The 50 participants in a secret meeting deciding the fate of the Sacramento-San Joaquin River Delta on Thursday morning decided to leave rather than to allow four Delta advocates to listen to the proceedings.
Bill Jennings, chairman/executive director of the California Sportfishing Protection Alliance (CSPA); Jim Crenshaw, president of CSPA; Bret Baker, a Delta pear farmer, biologist and Restore the Delta board member; and I disrupted the meeting of Bay Delta Conservation Plan (BDCP) to protest the closed process.
We arrived at the meeting of “principals” of the BDCP at the Farm Bureau office in Sacramento just as the meeting was getting started. You could feel the tension and sense the surprise by the federal and state agency officials, water agency leaders, corporate agribusiness officials and others gathered there as we walked into the back of the room.
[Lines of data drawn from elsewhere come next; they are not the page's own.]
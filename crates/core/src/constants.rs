/// Default cap on every diagnostic sample list
pub const DEFAULT_MAX_DIAGNOSTIC_SAMPLES: usize = 1000;

/// Runaway guard for month enumeration of a single reservation
pub const DEFAULT_MAX_MONTH_ITERATIONS: usize = 2400;

/// Runaway guard for the renewals generated for a single reservation
pub const DEFAULT_MAX_RENEWAL_ITERATIONS: usize = 1000;

/// Edition assumed when a reservation does not carry one
pub const DEFAULT_EDITION: &str = "standard";

/// License suffixes stripped from engine/edition tokens when building alias keys.
/// Matched as whole hyphen-separated tails, never as substrings.
pub const DEFAULT_LICENSE_TOKENS: &[&str] = &[
    "byol",
    "bring-your-own-license",
    "li",
    "license-included",
];

/// Hours used to derive a daily rate from an hourly one
pub const HOURS_PER_DAY: i64 = 24;

/// Decimal precision for display
pub const DISPLAY_DECIMAL_PRECISION: u32 = 2;

/// Separator between the components of a matching key
pub const KEY_SEPARATOR: char = '|';
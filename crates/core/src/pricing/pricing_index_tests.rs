//! Tests for the pricing index and catalog record helpers.

use super::pricing_index::alias_forms;
use super::*;
use crate::reservations::UpfrontPayment;
use crate::settings::EngineSettings;
use rust_decimal_macros::dec;

fn record(engine: &str, edition: &str) -> PricingRecord {
    let mut reserved = ReservedRates::default();
    reserved.set(
        Scenario::OneYearNoUpfront,
        ReservedRate {
            upfront_cost: None,
            daily_reserved_rate: Some(dec!(30)),
        },
    );
    reserved.set(
        Scenario::ThreeYearAllUpfront,
        ReservedRate {
            upfront_cost: Some(dec!(3600)),
            daily_reserved_rate: Some(dec!(0)),
        },
    );
    PricingRecord {
        region: "us-east-1".to_string(),
        instance_class: "db.r5.large".to_string(),
        multi_az: false,
        engine: engine.to_string(),
        edition: edition.to_string(),
        daily_on_demand_rate: Some(dec!(50)),
        hourly_on_demand_rate: None,
        reserved,
    }
}

fn criteria(engine: &str, edition: &str) -> MatchingCriteria {
    MatchingCriteria {
        instance_class: "db.r5.large".to_string(),
        region: "us-east-1".to_string(),
        multi_az: false,
        engine: engine.to_string(),
        edition: edition.to_string(),
        upfront_payment: UpfrontPayment::NoUpfront,
        duration_months: 12,
    }
}

fn tokens() -> Vec<String> {
    EngineSettings::default().normalized_license_tokens()
}

fn forms(pairs: &[(&str, &str)]) -> Vec<(String, String)> {
    pairs
        .iter()
        .map(|(e, d)| (e.to_string(), d.to_string()))
        .collect()
}

// ==================== Alias generation ====================

#[test]
fn test_alias_split_fused_engine() {
    assert_eq!(
        alias_forms("oracle-se2-byol", "", &tokens()),
        forms(&[
            ("oracle", "se2-byol"),
            ("oracle", "se2"),
            ("oracle-se2", ""),
        ])
    );
}

#[test]
fn test_alias_combine_split_engine() {
    assert_eq!(
        alias_forms("oracle", "se2-byol", &tokens()),
        forms(&[
            ("oracle-se2-byol", ""),
            ("oracle", "se2"),
            ("oracle-se2", ""),
        ])
    );
}

#[test]
fn test_alias_edition_that_is_only_a_license() {
    assert_eq!(
        alias_forms("sqlserver", "license-included", &tokens()),
        forms(&[("sqlserver-license-included", ""), ("sqlserver", "")])
    );
}

#[test]
fn test_alias_plain_engine_has_no_aliases() {
    assert!(alias_forms("mysql", "", &tokens()).is_empty());
}

#[test]
fn test_license_token_must_be_whole_tail() {
    // "deli" ends in "li" but not in "-li".
    assert_eq!(
        alias_forms("oracle", "deli", &tokens()),
        forms(&[("oracle-deli", "")])
    );
}

// ==================== Index loading and lookup ====================

#[test]
fn test_exact_lookup_per_variant() {
    let index = PricingIndex::from_records(&[record("mysql", "standard")], &EngineSettings::default());
    let found = index.get(&criteria("MySQL", "Standard")).unwrap();
    assert_eq!(found.engine, "mysql");

    let three_year = criteria("mysql", "standard").with_terms(36, UpfrontPayment::AllUpfront);
    assert!(index.get(&three_year).is_some());

    let unpriced = criteria("mysql", "standard").with_terms(36, UpfrontPayment::NoUpfront);
    assert!(index.get(&unpriced).is_none());
}

#[test]
fn test_fused_catalog_matches_split_rows() {
    let index =
        PricingIndex::from_records(&[record("oracle-se2-byol", "")], &EngineSettings::default());
    assert!(index.get(&criteria("oracle", "se2-byol")).is_some());
    assert!(index.get(&criteria("oracle", "se2")).is_some());
    assert!(index.get(&criteria("oracle-se2", "")).is_some());
    assert!(index.get(&criteria("oracle", "ee")).is_none());
}

#[test]
fn test_split_catalog_matches_fused_rows() {
    let index =
        PricingIndex::from_records(&[record("oracle", "se2-byol")], &EngineSettings::default());
    assert!(index.get(&criteria("oracle-se2-byol", "")).is_some());
}

#[test]
fn test_alias_never_overwrites_exact_entry() {
    let mut exact = record("oracle", "se2");
    exact.daily_on_demand_rate = Some(dec!(99));
    // The fused record would alias to (oracle, se2); the exact record must keep the key
    // even though it is listed second.
    let index = PricingIndex::from_records(
        &[record("oracle-se2-byol", ""), exact],
        &EngineSettings::default(),
    );
    let found = index.get(&criteria("oracle", "se2")).unwrap();
    assert_eq!(found.daily_on_demand_rate, Some(dec!(99)));
}

#[test]
fn test_first_exact_writer_wins() {
    let mut second = record("mysql", "standard");
    second.daily_on_demand_rate = Some(dec!(7));
    let index = PricingIndex::from_records(
        &[record("mysql", "standard"), second],
        &EngineSettings::default(),
    );
    let found = index.get(&criteria("mysql", "standard")).unwrap();
    assert_eq!(found.daily_on_demand_rate, Some(dec!(50)));
    assert_eq!(index.exact_len(), 5);
}

#[test]
fn test_load_replaces_previous_catalog() {
    let mut index =
        PricingIndex::from_records(&[record("mysql", "standard")], &EngineSettings::default());
    index.load(&[record("postgres", "standard")]);
    assert!(index.get(&criteria("mysql", "standard")).is_none());
    assert!(index.get(&criteria("postgres", "standard")).is_some());
    assert_eq!(index.records().len(), 1);
}

#[test]
fn test_empty_index() {
    let index = PricingIndex::from_records(&[], &EngineSettings::default());
    assert!(index.is_empty());
    assert_eq!(index.alias_len(), 0);
}

#[test]
fn test_find_for_scenario() {
    let index = PricingIndex::from_records(&[record("mysql", "standard")], &EngineSettings::default());
    let row_criteria = criteria("mysql", "standard").with_terms(36, UpfrontPayment::NoUpfront);
    assert!(index.get(&row_criteria).is_none());
    assert!(index
        .find_for_scenario(&row_criteria, Scenario::ThreeYearAllUpfront)
        .is_some());
    assert!(index
        .find_for_scenario(&row_criteria, Scenario::OnDemand)
        .is_some());
}

// ==================== Record helpers ====================

#[test]
fn test_daily_on_demand_falls_back_to_hourly() {
    let mut hourly = record("mysql", "standard");
    hourly.daily_on_demand_rate = None;
    hourly.hourly_on_demand_rate = Some(dec!(0.5));
    assert_eq!(hourly.daily_on_demand(), Some(dec!(12)));
}

#[test]
fn test_rate_for_scenarios() {
    let rec = record("mysql", "standard");
    let no_upfront = rec.rate_for(Scenario::OneYearNoUpfront).unwrap();
    assert_eq!(no_upfront.upfront_cost, dec!(0));
    assert_eq!(no_upfront.daily_rate, dec!(30));

    let on_demand = rec.rate_for(Scenario::OnDemand).unwrap();
    assert_eq!(on_demand.daily_rate, dec!(50));

    assert!(rec.rate_for(Scenario::OneYearPartialUpfront).is_none());
}

#[test]
fn test_invalid_scenarios_flags_reserved_above_on_demand() {
    let mut rec = record("mysql", "standard");
    rec.reserved.set(
        Scenario::OneYearAllUpfront,
        ReservedRate {
            upfront_cost: Some(dec!(100)),
            daily_reserved_rate: Some(dec!(51)),
        },
    );
    assert_eq!(rec.invalid_scenarios(), vec![Scenario::OneYearAllUpfront]);
    assert!(rec.is_valid_for(Scenario::OneYearNoUpfront));
}

#[test]
fn test_scenario_serialization_and_terms() {
    assert_eq!(
        serde_json::to_string(&Scenario::ThreeYearPartialUpfront).unwrap(),
        "\"3yrPartialUpfront\""
    );
    assert_eq!(
        Scenario::from_terms(12, UpfrontPayment::AllUpfront),
        Some(Scenario::OneYearAllUpfront)
    );
    assert_eq!(Scenario::from_terms(36, UpfrontPayment::NoUpfront), None);
    assert_eq!(Scenario::OnDemand.reservation_terms(), None);
}

#[test]
fn test_row_and_record_without_edition_match() {
    let record: PricingRecord = serde_json::from_str(
        r#"{
            "region": "us-east-1",
            "instanceClass": "db.r5.large",
            "multiAz": false,
            "engine": "mysql",
            "dailyOnDemandRate": 50,
            "reserved": {"1yrNoUpfront": {"dailyReservedRate": 30}}
        }"#,
    )
    .unwrap();
    let row: crate::reservations::ReservationRow = serde_json::from_str(
        r#"{
            "id": "ri-1",
            "startDate": "2024-11-01",
            "count": 1,
            "instanceClass": "db.r5.large",
            "region": "us-east-1",
            "multiAz": false,
            "engine": "mysql",
            "upfrontPayment": "No Upfront",
            "durationMonths": 12
        }"#,
    )
    .unwrap();
    assert_eq!(record.edition, row.edition);

    let index = PricingIndex::from_records(&[record], &EngineSettings::default());
    let matched = index.get(&MatchingCriteria::from_row(&row)).unwrap();
    assert_eq!(matched.engine, "mysql");
}
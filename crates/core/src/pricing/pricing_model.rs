//! Pricing catalog models and the closed set of payment scenarios.

use rust_decimal::Decimal;
use serde::{Deserialize, Serialize};

use crate::constants::{DEFAULT_EDITION, HOURS_PER_DAY};
use crate::reservations::{Term, UpfrontPayment};

/// A priced way to pay for capacity.
#[derive(Debug, Clone, Copy, PartialEq, Eq, Hash, PartialOrd, Ord, Serialize, Deserialize)]
pub enum Scenario {
    #[serde(rename = "onDemand")]
    OnDemand,
    #[serde(rename = "1yrNoUpfront")]
    OneYearNoUpfront,
    #[serde(rename = "1yrPartialUpfront")]
    OneYearPartialUpfront,
    #[serde(rename = "1yrAllUpfront")]
    OneYearAllUpfront,
    #[serde(rename = "3yrPartialUpfront")]
    ThreeYearPartialUpfront,
    #[serde(rename = "3yrAllUpfront")]
    ThreeYearAllUpfront,
}

impl Scenario {
    pub const ALL: [Scenario; 6] = [
        Scenario::OnDemand,
        Scenario::OneYearNoUpfront,
        Scenario::OneYearPartialUpfront,
        Scenario::OneYearAllUpfront,
        Scenario::ThreeYearPartialUpfront,
        Scenario::ThreeYearAllUpfront,
    ];

    pub const RESERVED: [Scenario; 5] = [
        Scenario::OneYearNoUpfront,
        Scenario::OneYearPartialUpfront,
        Scenario::OneYearAllUpfront,
        Scenario::ThreeYearPartialUpfront,
        Scenario::ThreeYearAllUpfront,
    ];

    /// Term and payment style of a reserved scenario; `None` for on-demand.
    pub fn reservation_terms(&self) -> Option<(Term, UpfrontPayment)> {
        match self {
            Scenario::OnDemand => None,
            Scenario::OneYearNoUpfront => Some((Term::OneYear, UpfrontPayment::NoUpfront)),
            Scenario::OneYearPartialUpfront => {
                Some((Term::OneYear, UpfrontPayment::PartialUpfront))
            }
            Scenario::OneYearAllUpfront => Some((Term::OneYear, UpfrontPayment::AllUpfront)),
            Scenario::ThreeYearPartialUpfront => {
                Some((Term::ThreeYear, UpfrontPayment::PartialUpfront))
            }
            Scenario::ThreeYearAllUpfront => Some((Term::ThreeYear, UpfrontPayment::AllUpfront)),
        }
    }

    /// The reserved scenario matching a term and payment style, if it is priced.
    pub fn from_terms(duration_months: u32, upfront: UpfrontPayment) -> Option<Scenario> {
        Scenario::RESERVED.into_iter().find(|s| {
            s.reservation_terms()
                .map(|(term, payment)| term.months() == duration_months && payment == upfront)
                .unwrap_or(false)
        })
    }

    pub fn as_str(&self) -> &'static str {
        match self {
            Scenario::OnDemand => "onDemand",
            Scenario::OneYearNoUpfront => "1yrNoUpfront",
            Scenario::OneYearPartialUpfront => "1yrPartialUpfront",
            Scenario::OneYearAllUpfront => "1yrAllUpfront",
            Scenario::ThreeYearPartialUpfront => "3yrPartialUpfront",
            Scenario::ThreeYearAllUpfront => "3yrAllUpfront",
        }
    }
}

impl std::fmt::Display for Scenario {
    fn fmt(&self, f: &mut std::fmt::Formatter<'_>) -> std::fmt::Result {
        f.write_str(self.as_str())
    }
}

/// Upfront and recurring price of one reserved variant.
#[derive(Debug, Clone, Default, PartialEq, Eq, Serialize, Deserialize)]
#[serde(rename_all = "camelCase")]
pub struct ReservedRate {
    #[serde(default)]
    pub upfront_cost: Option<Decimal>,
    #[serde(default)]
    pub daily_reserved_rate: Option<Decimal>,
}

/// The five reserved variants a catalog entry may price.
#[derive(Debug, Clone, Default, PartialEq, Eq, Serialize, Deserialize)]
pub struct ReservedRates {
    #[serde(rename = "1yrNoUpfront", default)]
    pub one_year_no_upfront: Option<ReservedRate>,
    #[serde(rename = "1yrPartialUpfront", default)]
    pub one_year_partial_upfront: Option<ReservedRate>,
    #[serde(rename = "1yrAllUpfront", default)]
    pub one_year_all_upfront: Option<ReservedRate>,
    #[serde(rename = "3yrPartialUpfront", default)]
    pub three_year_partial_upfront: Option<ReservedRate>,
    #[serde(rename = "3yrAllUpfront", default)]
    pub three_year_all_upfront: Option<ReservedRate>,
}

impl ReservedRates {
    pub fn get(&self, scenario: Scenario) -> Option<&ReservedRate> {
        match scenario {
            Scenario::OnDemand => None,
            Scenario::OneYearNoUpfront => self.one_year_no_upfront.as_ref(),
            Scenario::OneYearPartialUpfront => self.one_year_partial_upfront.as_ref(),
            Scenario::OneYearAllUpfront => self.one_year_all_upfront.as_ref(),
            Scenario::ThreeYearPartialUpfront => self.three_year_partial_upfront.as_ref(),
            Scenario::ThreeYearAllUpfront => self.three_year_all_upfront.as_ref(),
        }
    }

    pub fn set(&mut self, scenario: Scenario, rate: ReservedRate) {
        let slot = match scenario {
            Scenario::OnDemand => return,
            Scenario::OneYearNoUpfront => &mut self.one_year_no_upfront,
            Scenario::OneYearPartialUpfront => &mut self.one_year_partial_upfront,
            Scenario::OneYearAllUpfront => &mut self.one_year_all_upfront,
            Scenario::ThreeYearPartialUpfront => &mut self.three_year_partial_upfront,
            Scenario::ThreeYearAllUpfront => &mut self.three_year_all_upfront,
        };
        *slot = Some(rate);
    }
}

/// Resolved price for one scenario: what is paid at purchase and per day.
#[derive(Debug, Clone, Copy, PartialEq, Eq)]
pub struct ScenarioRate {
    pub upfront_cost: Decimal,
    pub daily_rate: Decimal,
}

fn default_edition() -> String {
    DEFAULT_EDITION.to_string()
}

/// One priced SKU: an instance class in a region for an engine/edition.
#[derive(Debug, Clone, PartialEq, Eq, Serialize, Deserialize)]
#[serde(rename_all = "camelCase")]
pub struct PricingRecord {
    pub region: String,
    pub instance_class: String,
    pub multi_az: bool,
    pub engine: String,
    /// Same default as a reservation without an edition.
    #[serde(default = "default_edition")]
    pub edition: String,
    #[serde(default)]
    pub daily_on_demand_rate: Option<Decimal>,
    #[serde(default)]
    pub hourly_on_demand_rate: Option<Decimal>,
    #[serde(default)]
    pub reserved: ReservedRates,
}

impl PricingRecord {
    /// Daily on-demand rate, derived from the hourly rate when only that is known.
    pub fn daily_on_demand(&self) -> Option<Decimal> {
        self.daily_on_demand_rate.or_else(|| {
            self.hourly_on_demand_rate
                .map(|hourly| hourly * Decimal::from(HOURS_PER_DAY))
        })
    }

    /// Price for the scenario, `None` when the catalog lacks the daily rate.
    /// A reserved variant without an upfront component is priced at zero upfront.
    pub fn rate_for(&self, scenario: Scenario) -> Option<ScenarioRate> {
        match scenario {
            Scenario::OnDemand => self.daily_on_demand().map(|daily_rate| ScenarioRate {
                upfront_cost: Decimal::ZERO,
                daily_rate,
            }),
            reserved => {
                let rate = self.reserved.get(reserved)?;
                Some(ScenarioRate {
                    upfront_cost: rate.upfront_cost.unwrap_or(Decimal::ZERO),
                    daily_rate: rate.daily_reserved_rate?,
                })
            }
        }
    }

    /// Whether a reserved variant is cheaper per day than on-demand,
    /// or cannot be compared because a rate is missing.
    pub fn is_valid_for(&self, scenario: Scenario) -> bool {
        let reserved = self
            .reserved
            .get(scenario)
            .and_then(|r| r.daily_reserved_rate);
        match (reserved, self.daily_on_demand()) {
            (Some(reserved), Some(on_demand)) => reserved <= on_demand,
            _ => true,
        }
    }

    /// Reserved variants priced above the on-demand rate.
    pub fn invalid_scenarios(&self) -> Vec<Scenario> {
        Scenario::RESERVED
            .into_iter()
            .filter(|s| !self.is_valid_for(*s))
            .collect()
    }
}
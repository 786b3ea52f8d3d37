//! Engine configuration.

use serde::{Deserialize, Serialize};

use crate::constants::{
    DEFAULT_LICENSE_TOKENS, DEFAULT_MAX_DIAGNOSTIC_SAMPLES, DEFAULT_MAX_MONTH_ITERATIONS,
    DEFAULT_MAX_RENEWAL_ITERATIONS,
};
use crate::errors::{Error, Result};

/// Tunables shared by the aggregation engine, the pricing index and the
/// renewal projector. Missing JSON fields fall back to the defaults.
#[derive(Debug, Clone, PartialEq, Eq, Serialize, Deserialize)]
#[serde(rename_all = "camelCase", default)]
pub struct EngineSettings {
    /// Cap applied to every diagnostic sample list.
    pub max_unmatched_samples: usize,
    /// Maximum months enumerated for one reservation.
    pub max_month_iterations: usize,
    /// Maximum renewals generated for one reservation.
    pub max_renewal_iterations: usize,
    /// Compute per-reservation contributions on the rayon pool.
    pub parallel: bool,
    /// License suffixes stripped when generating pricing alias keys.
    pub license_tokens: Vec<String>,
}

impl Default for EngineSettings {
    fn default() -> Self {
        Self {
            max_unmatched_samples: DEFAULT_MAX_DIAGNOSTIC_SAMPLES,
            max_month_iterations: DEFAULT_MAX_MONTH_ITERATIONS,
            max_renewal_iterations: DEFAULT_MAX_RENEWAL_ITERATIONS,
            parallel: false,
            license_tokens: DEFAULT_LICENSE_TOKENS.iter().map(|t| t.to_string()).collect(),
        }
    }
}

impl EngineSettings {
    /// Parses settings from JSON, filling absent fields with defaults.
    pub fn from_json(json: &str) -> Result<Self> {
        let settings: EngineSettings = serde_json::from_str(json)?;
        settings.validate()?;
        Ok(settings)
    }

    pub fn validate(&self) -> Result<()> {
        if self.max_month_iterations == 0 {
            return Err(Error::Settings(
                "maxMonthIterations must be greater than zero".to_string(),
            ));
        }
        if self.max_renewal_iterations == 0 {
            return Err(Error::Settings(
                "maxRenewalIterations must be greater than zero".to_string(),
            ));
        }
        if self
            .license_tokens
            .iter()
            .any(|token| token.trim().is_empty())
        {
            return Err(Error::Settings(
                "licenseTokens must not contain empty entries".to_string(),
            ));
        }
        Ok(())
    }

    /// License tokens normalized the same way matching keys are.
    pub fn normalized_license_tokens(&self) -> Vec<String> {
        let mut tokens: Vec<String> = self
            .license_tokens
            .iter()
            .map(|t| t.trim().to_lowercase())
            .collect();
        // Longest first so "license-included" wins over "included"-style tails.
        tokens.sort_by(|a, b| b.len().cmp(&a.len()).then_with(|| a.cmp(b)));
        tokens.dedup();
        tokens
    }
}
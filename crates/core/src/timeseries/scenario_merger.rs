use std::collections::BTreeMap;

use crate::pricing::Scenario;

use super::timeseries_model::{MonthlyCostEntry, ScenarioCosts};

/// Unions the months of several series and sums each scenario's costs.
///
/// A scenario missing from one series is simply not added for it, so a slot
/// that no input defines stays absent in the result. The output is ordered
/// by (year, month); a single input is returned as-is.
pub fn merge_rows(series_list: &[Vec<MonthlyCostEntry>]) -> Vec<MonthlyCostEntry> {
    match series_list {
        [] => Vec::new(),
        [single] => single.clone(),
        many => {
            let mut merged: BTreeMap<(i32, u32), ScenarioCosts> = BTreeMap::new();
            for entry in many.iter().flatten() {
                let costs = merged.entry((entry.year, entry.month)).or_default();
                for scenario in Scenario::ALL {
                    if let Some(cost) = entry.cost.get(scenario) {
                        costs.add(scenario, *cost);
                    }
                }
            }
            merged
                .into_iter()
                .map(|((year, month), cost)| MonthlyCostEntry { year, month, cost })
                .collect()
        }
    }
}
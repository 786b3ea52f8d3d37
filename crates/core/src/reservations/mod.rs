//! Reservations module - reserved instance rows and their terms.

mod reservations_model;

pub use reservations_model::{
    first_full_year, ReservationRow, ReservationType, Term, UpfrontPayment,
};
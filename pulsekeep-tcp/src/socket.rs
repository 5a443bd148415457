use std::io;
use std::net::SocketAddr;

use tokio::net::TcpStream;
use tracing::{debug, trace};

use pulsekeep_domain::StreamSocket;

// ---------------------------------------------------------------------------
// TcpStreamSocket
// ---------------------------------------------------------------------------

/// One accepted TCP client.
///
/// Writes go through `try_write`: a full kernel send buffer reads as a
/// zero-byte outcome rather than blocking the service tick. Hard transport
/// errors latch `dead` so [`StreamSocket::is_connected`] reports them on
/// the next tick instead of surfacing an error mid-write.
pub struct TcpStreamSocket {
    // ---
    inner: TcpStream,
    peer: SocketAddr,

    /// Latched on EOF or any hard transport error.
    dead: bool,
}

// ---

impl TcpStreamSocket {
    // ---
    pub(crate) fn new(inner: TcpStream, peer: SocketAddr) -> Self {
        // ---
        Self {
            inner,
            peer,
            dead: false,
        }
    }
}

// ---

impl StreamSocket for TcpStreamSocket {
    // ---
    fn write(&mut self, buf: &[u8]) -> usize {
        // ---
        if self.dead {
            return 0;
        }

        match self.inner.try_write(buf) {
            Ok(n) => n,
            Err(e) if e.kind() == io::ErrorKind::WouldBlock => 0,
            Err(e) => {
                debug!(peer = %self.peer, error = %e, "write error, marking socket dead");
                self.dead = true;
                0
            }
        }
    }

    // ---

    /// Drain and discard any inbound bytes while looking for EOF.
    ///
    /// Pulsekeep never interprets client input (telnet negotiation bytes
    /// included), but reading is the only passive way to observe a peer
    /// close on a write-mostly connection.
    fn is_connected(&mut self) -> bool {
        // ---
        if self.dead {
            return false;
        }

        let mut scratch = [0u8; 512];
        loop {
            match self.inner.try_read(&mut scratch) {
                Ok(0) => {
                    self.dead = true;
                    return false;
                }
                Ok(n) => {
                    trace!(peer = %self.peer, discarded = n, "discarding client input");
                }
                Err(e) if e.kind() == io::ErrorKind::WouldBlock => return true,
                Err(e) => {
                    debug!(peer = %self.peer, error = %e, "read error, marking socket dead");
                    self.dead = true;
                    return false;
                }
            }
        }
    }

    // ---

    fn peer_addr(&self) -> Option<SocketAddr> {
        if self.dead {
            None
        } else {
            Some(self.peer)
        }
    }

    // ---

    fn close(self: Box<Self>) {
        // Dropping the tokio stream closes the fd.
        trace!(peer = %self.peer, "closing client socket");
    }
}

// ---------------------------------------------------------------------------
// Tests
// ---------------------------------------------------------------------------
use std::net::SocketAddr;

use thiserror::Error;

// ---

#[derive(Debug, Error)]
pub enum PulseKeepError {
    // ---
    /// The listening socket could not be bound. Fatal: the service cannot
    /// run without it. Restart policy belongs to the host supervisor.
    #[error("bind failed on {addr}: {source}")]
    Bind {
        addr: SocketAddr,
        source: std::io::Error,
    },

    #[error("io error: {0}")]
    Io(#[from] std::io::Error),
}

// ---

pub type Result<T> = std::result::Result<T, PulseKeepError>;
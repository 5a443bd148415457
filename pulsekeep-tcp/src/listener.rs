use std::net::SocketAddr;
use std::time::Duration;

use async_trait::async_trait;
use tokio::net::TcpListener;
use tokio::time::timeout;
use tracing::{info, warn};

use pulsekeep_domain::{PulseKeepError, Result, StreamListener, StreamSocketPtr};

use super::socket::TcpStreamSocket;

// ---------------------------------------------------------------------------
// TcpServiceListener
// ---------------------------------------------------------------------------

/// Bound TCP listening socket.
///
/// Bind failure is fatal to the service and surfaces as
/// [`PulseKeepError::Bind`]; accept failures after a successful bind are
/// transient (file-descriptor pressure, peer aborts) and yield `None` for
/// that tick.
pub struct TcpServiceListener {
    // ---
    inner: TcpListener,
    local: SocketAddr,
}

// ---

impl TcpServiceListener {
    // ---
    /// Bind the service port. The one fatal setup step of the transport.
    pub async fn bind(addr: SocketAddr) -> Result<Self> {
        // ---
        let inner = TcpListener::bind(addr)
            .await
            .map_err(|source| PulseKeepError::Bind { addr, source })?;

        let local = inner.local_addr()?;
        info!(%local, "listener bound");

        Ok(Self { inner, local })
    }

    // ---

    /// Actual bound address — distinct from the requested one when the
    /// caller asked for port 0.
    pub fn local_addr(&self) -> SocketAddr {
        self.local
    }
}

// ---

#[async_trait]
impl StreamListener for TcpServiceListener {
    // ---
    /// Zero-timeout accept poll.
    ///
    /// `accept()` on a tokio listener parks until a client arrives; the
    /// service loop must not park here, so the future gets exactly one
    /// poll via a zero deadline. A pending accept reads as "no client
    /// this tick".
    async fn accept_if_any(&mut self) -> Result<Option<StreamSocketPtr>> {
        // ---
        match timeout(Duration::ZERO, self.inner.accept()).await {
            Err(_elapsed) => Ok(None),
            Ok(Ok((stream, peer))) => {
                // Liveness lines are tiny; let the kernel flush each one
                // without Nagle delay.
                if let Err(e) = stream.set_nodelay(true) {
                    warn!(%peer, error = %e, "set_nodelay failed");
                }
                Ok(Some(Box::new(TcpStreamSocket::new(stream, peer))))
            }
            Ok(Err(e)) => {
                warn!(error = %e, "accept failed, retrying next tick");
                Ok(None)
            }
        }
    }
}

// ---------------------------------------------------------------------------
// Tests
// ---------------------------------------------------------------------------

#[cfg(test)]
mod tests {
    // ---
    use std::time::Duration;

    use tokio::io::AsyncReadExt;
    use tokio::net::TcpStream;

    use pulsekeep_domain::StreamListener;

    use super::TcpServiceListener;

    // ---

    #[tokio::test]
    async fn accept_if_any_is_none_when_nobody_is_waiting() {
        // ---
        let mut listener = TcpServiceListener::bind("127.0.0.1:0".parse().unwrap())
            .await
            .expect("bind");

        let got = listener.accept_if_any().await.expect("poll");
        assert!(got.is_none());
    }

    #[tokio::test]
    async fn accept_if_any_returns_a_pending_client() {
        // ---
        let mut listener = TcpServiceListener::bind("127.0.0.1:0".parse().unwrap())
            .await
            .expect("bind");
        let addr = listener.local_addr();

        let mut client = TcpStream::connect(addr).await.expect("connect");
        // Let the connection land in the accept queue.
        tokio::time::sleep(Duration::from_millis(50)).await;

        let mut sock = listener
            .accept_if_any()
            .await
            .expect("poll")
            .expect("client should be pending");

        assert!(sock.peer_addr().is_some());

        // The accepted socket is live end-to-end.
        let line = b"alive\r\n";
        assert_eq!(sock.write(line), line.len());
        let mut got = vec![0u8; line.len()];
        client.read_exact(&mut got).await.expect("read");
        assert_eq!(&got, line);
    }

    #[tokio::test]
    async fn bind_failure_is_fatal() {
        // ---
        let first = TcpServiceListener::bind("127.0.0.1:0".parse().unwrap())
            .await
            .expect("bind");

        let err = TcpServiceListener::bind(first.local_addr()).await;
        assert!(err.is_err(), "double bind must surface an error");
    }
}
The Department of Water Resources has told legislators that they're not welcome at meetings of signatories to the BDCP, the plan that state water exporters have undertaken to secure their water supplies. Many advocates view the BCDP as a thinly-veiled attempt by the Governor to put in place the plans for a peripheral canal/tunnel before he leaves office.
The meeting facilitator, Betsy, announced our unexpected arrival. “We have guests in the room. Would you please identify yourselves?”
We all introduced ourselves and then the meeting stopped. The facilitator talked to us about the process and why they had to meet in secret so there would be no “attribution” of comments by participants.
“We have had to say no to other people who wanted to come to the meetings,” she stated. “This is not a definite plan we’re coming up with. This is a temporary process to give advice to the permanent process.
We were asked not to report the names of any of the participants or attribute quotes to them. We refused.
She emphasized, “The policy of non-attribution governs everything said in this room. We don’t let anybody from the press come to these meetings since in the past the newspaper has served as the vehicle of negotiations – and we don’t want that to happen.”
Jennings responded that “the state and federal agencies are sending the wrong message here. I have worked on protecting the estuary for 3 decades, but I have no representatives here. The representatives from two Senate offices weren’t allowed here either.”
Baker and Crenshaw agreed with Jennings and myself that we had the right to stay in the meeting. Betsy went back to the group and they said they wanted to take a break to decide how to deal with our presence.
After a long delay, Betsy came back and stated, “The group as a whole has asked you to leave.”
Jennings, after asking under whose authority or jurisdiction we were being asked to leave, said, “Are you prepared to have us arrested?”
Betsy received word from Natural Resources Secretary Lester Snow that rather than having us arrested, they would not continue meeting in that room unless we left. The participants then began leaving from the room, disbanding the meeting.
After the meeting was disrupted, Jennings said, “I’m astounded that four people involved in Delta issues for decades walked into a room and had everybody walk out from continuing the discussion about the future of the Delta.”
“What I’m really disturbed by is the corruption of this public process and how the participants are deciding the fate of the Delta behind closed doors.”
Jim Crenshaw noted, “I find it incredulous that these meetings are not open to public.”
Bret Baker added, “Today I feel like a proud American. I understand the meaning of Margaret Mead’s statement that 'Never doubt that a small group of thoughtful people could change the world. Indeed, it's the only thing that ever has.’”
These meetings have been going forward behind closed doors since August in what Resources Secretary Lester Snow told lawmakers was "a key procedural component of the public BDCP Steering Committee process." Speaking seats at the meeting had been reserved for "principals," representatives of the entities who have financed the planning process.
In an interview last week, Jonas Minton of the Planning and Conservation League told the Central Valley Business Times that exporters had withdrawn from the public BDCP process when confronted with overwhelming scientific evidence that exports from the Bay-Delta would have to be reduced to save the Estuary.
Said Minton, "They've been frantically trying to come up with some kind of agreement that could be signed before this Governor leaves office."